The school newspaper at Multnomah School of the Bible (now Multnomah University) ran a fascinating article when I was teaching there (1986-1987). It was about an interview with a Multnomah grad who had become an atheist.
The interviewer asked if, when he was at Multnomah, he had believed that Jesus was God, that He died on the cross for his sins, that He rose from the dead, and that he was going to heaven when he died because Jesus was his Savior. He said he had believed those things, but that he now realized those are myths. There is no God. There is no life after death. There is no heaven and no coming kingdom.
I don’t recall how the interview ended. But the author wondered how such a thing could happen.
Many years later a pastor friend told me an amazing story that went a step further. His eldest son, whom we’ll call Dave, had come to faith as a child and had been discipled in AWANA, at home, and at church. He had been a strong believer until college. Then Dave lost his faith and became an atheist. My pastor friend said his son is definitely born again, even though he has fallen away (John 3:16; 11:26). He told me that his son loves to read my articles and watch my videos. In fact, his son even witnessed to someone!
Dave was talking with an Eastern Orthodox friend. His friend was saying that he hoped to make it to heaven one day. Dave scolded the guy for not believing the Bible. He said that though he no longer believed in God, he knows the Bible teaches that whoever believes in Jesus will never perish. He even quoted some verses. Dave told his friend that he knew without a doubt that if Christianity is true, then he will be in heaven. Dave expressed concerns about the eternal destiny of his friend if Christianity is, indeed, true.

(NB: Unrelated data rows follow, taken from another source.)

use umbra_type::types::{Type, TypeId, TypeStore};

use crate::errors::CodegenError;

/// Java text of the value-summary type for `ty`.
///
/// `in_var_position` is true when the text will declare a variable or
/// parameter; `Null` lifts to `void` and is therefore rejected there.
pub fn symbolic_type(
  types: &TypeStore,
  ty: TypeId,
  in_var_position: bool,
) -> Result<String, CodegenError> {
  let ty = types.canonical(ty);
  match types.get(&ty) {
    Type::Bool => Ok("PrimVS<Bdd, Boolean>".to_string()),
    Type::Int => Ok("PrimVS<Bdd, Integer>".to_string()),
    Type::Float => Ok("PrimVS<Bdd, Float>".to_string()),
    Type::Null => {
      if in_var_position {
        Err(CodegenError::unsupported("symbolic type", "variable of null type"))
      } else {
        Ok("void".to_string())
      }
    },
    Type::Seq(element) => {
      let element = symbolic_type(types, *element, true)?;
      Ok(format!("ListVS<Bdd, {}>", element))
    },
    Type::Map { key, value } => {
      let key = boxed_type(types, *key)?;
      let value = symbolic_type(types, *value, true)?;
      Ok(format!("MapVS<Bdd, {}, {}>", key, value))
    },
    other => Err(CodegenError::unsupported("symbolic type", format!("{:?}", other))),
  }
}

/// Java text of the boxed concrete type for `ty`. Only primitive value
/// types box; everything else has no concrete boxed form.
pub fn boxed_type(
  types: &TypeStore,
  ty: TypeId,
) -> Result<String, CodegenError> {
  let ty = types.canonical(ty);
  match types.get(&ty) {
    Type::Bool => Ok("Boolean".to_string()),
    Type::Int => Ok("Integer".to_string()),
    Type::Float => Ok("Float".to_string()),
    other => Err(CodegenError::unsupported("boxed type", format!("{:?}", other))),
  }
}

/// Java text of the companion operator-table type for `ty`. Same shape as
/// [`symbolic_type`] with the `.Ops` suffix substituted.
pub fn ops_type(
  types: &TypeStore,
  ty: TypeId,
) -> Result<String, CodegenError> {
  let ty = types.canonical(ty);
  match types.get(&ty) {
    Type::Bool => Ok("PrimVS.Ops<Bdd, Boolean>".to_string()),
    Type::Int => Ok("PrimVS.Ops<Bdd, Integer>".to_string()),
    Type::Float => Ok("PrimVS.Ops<Bdd, Float>".to_string()),
    Type::Seq(element) => {
      let element = symbolic_type(types, *element, true)?;
      Ok(format!("ListVS.Ops<Bdd, {}>", element))
    },
    Type::Map { key, value } => {
      let key = boxed_type(types, *key)?;
      let value = symbolic_type(types, *value, true)?;
      Ok(format!("MapVS.Ops<Bdd, {}, {}>", key, value))
    },
    other => Err(CodegenError::unsupported("operator table type", format!("{:?}", other))),
  }
}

Most people think that if a person is an atheist, his only hope of being saved is to repent, believe, and then persevere in faith and good works until death. But why do they think that? Because of Scripture? No. The Scripture is clear that apostasy is possible (Luke 8:13; 2 Tim 2:13; Heb 6:4-8; 2 Pet 2:18-22), but that loss of salvation is not (John 3:16; 6:35, 37, 39; 11:26). Their belief that apostates can’t be saved stems from a tradition that says one must persevere in faith and good works in order to gain what they call final salvation.
Did you know that there are also born-again people who embrace the teachings of Buddhism, Hinduism, Islam, and Judaism? I do not mean people who currently believe in the promise of everlasting life but have yet to leave their false religion. I mean people who have stopped believing the Christian message and have bought into the false teachings of other religions. (Modern Judaism is inconsistent with Scripture because it rejects Jesus as Messiah. Of course, within Christianity today there are many, many believing Jews.)
Once a person is saved, he will always be saved—even if he departs from the Christian faith. No one can pluck him out of the hand of Jesus or the Father (John 10:28-29). Whoever believes in Him is eternally secure. There are no strings attached.